The “Safeguarding Maternal Health” project fits with Sierra Leone’s priorities for improving outcomes for pregnant women and new mothers, as well as their newborn children. “The Ministry of Health has developed and finalized a five-year strategic plan for maternal, adolescent, newborn, and maternal health which outlines essential services for every pregnant woman. The Ministry is very excited about this collaboration with ICAP, which will help the Sierra Leone government implement health services that can ease the burden of the women of Kroobay and other areas,” said Toure.

In addition to providing quality health care in the Kroobay community, ICAP facilitated the training of 30 health care workers at the Kroobay Community Health Center. The training focused on enhancing health care worker capacity to provide better and quality services to community members. ICAP also improved the infection prevention and control (IPC) standards at the health center, making the facility safer for patients and health care workers. Additionally, the project was a gateway for ICAP to contribute to the COVID-19 response at the community level by conducting COVID-19 screening and setting up handwashing and sanitizing stations at the health facility. 

So far, the project has linked 210 pregnant women to the Kroobay Community Care Center for antenatal services; and 39 of the 210 women linked to care have completed at least four antenatal care visits and delivered their babies at the health facilities. Fourteen women were also provided with baby care kits with essential supplies for the baby’s first 28 days of life. 

Health care workers at the Kroobay Community Care Center have also provided weekly multi-disease screening such as malaria, HIV, blood pressure, blood sugar level, weight, and COVID 19 screening to 206 community members. 

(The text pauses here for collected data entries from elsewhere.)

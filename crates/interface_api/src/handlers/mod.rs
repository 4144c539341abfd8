//! Request handlers

pub mod health;
pub mod properties;
pub mod tenants;
pub mod rentals;
pub mod ledgers;
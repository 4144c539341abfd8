//! Rental Store Port
//!
//! Records live in an external document store. The domain only sees this
//! trait; the HTTP layer receives an `Arc<dyn RentalStorePort>` at startup.
//!
//! # Usage
//!
//! ```rust,ignore
//! use domain_rental::{RentalStorePort, InMemoryRentalStore};
//! use std::sync::Arc;
//!
//! let store: Arc<dyn RentalStorePort> = Arc::new(InMemoryRentalStore::new());
//! let rental = store.get_rental_by_id(rental_id).await?;
//! let terms = rental.terms();
//! ```

use async_trait::async_trait;

use core_kernel::{DomainPort, PortError, PropertyId, RentalId, TenantId};

use crate::property::Property;
use crate::rental::Rental;
use crate::tenant::Tenant;

/// Port for the rental document store
///
/// Lookups by id fail with `PortError::NotFound`. Create and update validate
/// the record first and fail with `PortError::Validation`.
#[async_trait]
pub trait RentalStorePort: DomainPort {
    // ------------------------------------------------------------------
    // Rentals
    // ------------------------------------------------------------------

    async fn get_rental_by_id(&self, id: RentalId) -> Result<Rental, PortError>;

    async fn list_rentals(&self) -> Result<Vec<Rental>, PortError>;

    /// Stores a new rental; its property and tenant must already exist
    async fn create_rental(&self, rental: Rental) -> Result<Rental, PortError>;

    async fn update_rental(&self, rental: Rental) -> Result<Rental, PortError>;

    // ------------------------------------------------------------------
    // Properties
    // ------------------------------------------------------------------

    async fn get_property(&self, id: PropertyId) -> Result<Property, PortError>;

    async fn list_properties(&self) -> Result<Vec<Property>, PortError>;

    async fn create_property(&self, property: Property) -> Result<Property, PortError>;

    async fn update_property(&self, property: Property) -> Result<Property, PortError>;

    // ------------------------------------------------------------------
    // Tenants
    // ------------------------------------------------------------------

    async fn get_tenant(&self, id: TenantId) -> Result<Tenant, PortError>;

    async fn list_tenants(&self) -> Result<Vec<Tenant>, PortError>;

    async fn create_tenant(&self, tenant: Tenant) -> Result<Tenant, PortError>;

    async fn update_tenant(&self, tenant: Tenant) -> Result<Tenant, PortError>;
}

“This project has given ICAP and Orange Telecom insight into the vulnerabilities of women and children living in low-income communities,” said Toure. “There are issues of water supply affecting the Kroobay Community Health Center. The center is also in need of some renovations and repairs.” 

With the vital support of Orange Telecom, ICAP will continue to work to address health challenges facing the people of Kroobay through a unique partnership that has great potential to forge a healthier future for women and children in Sierra Leone.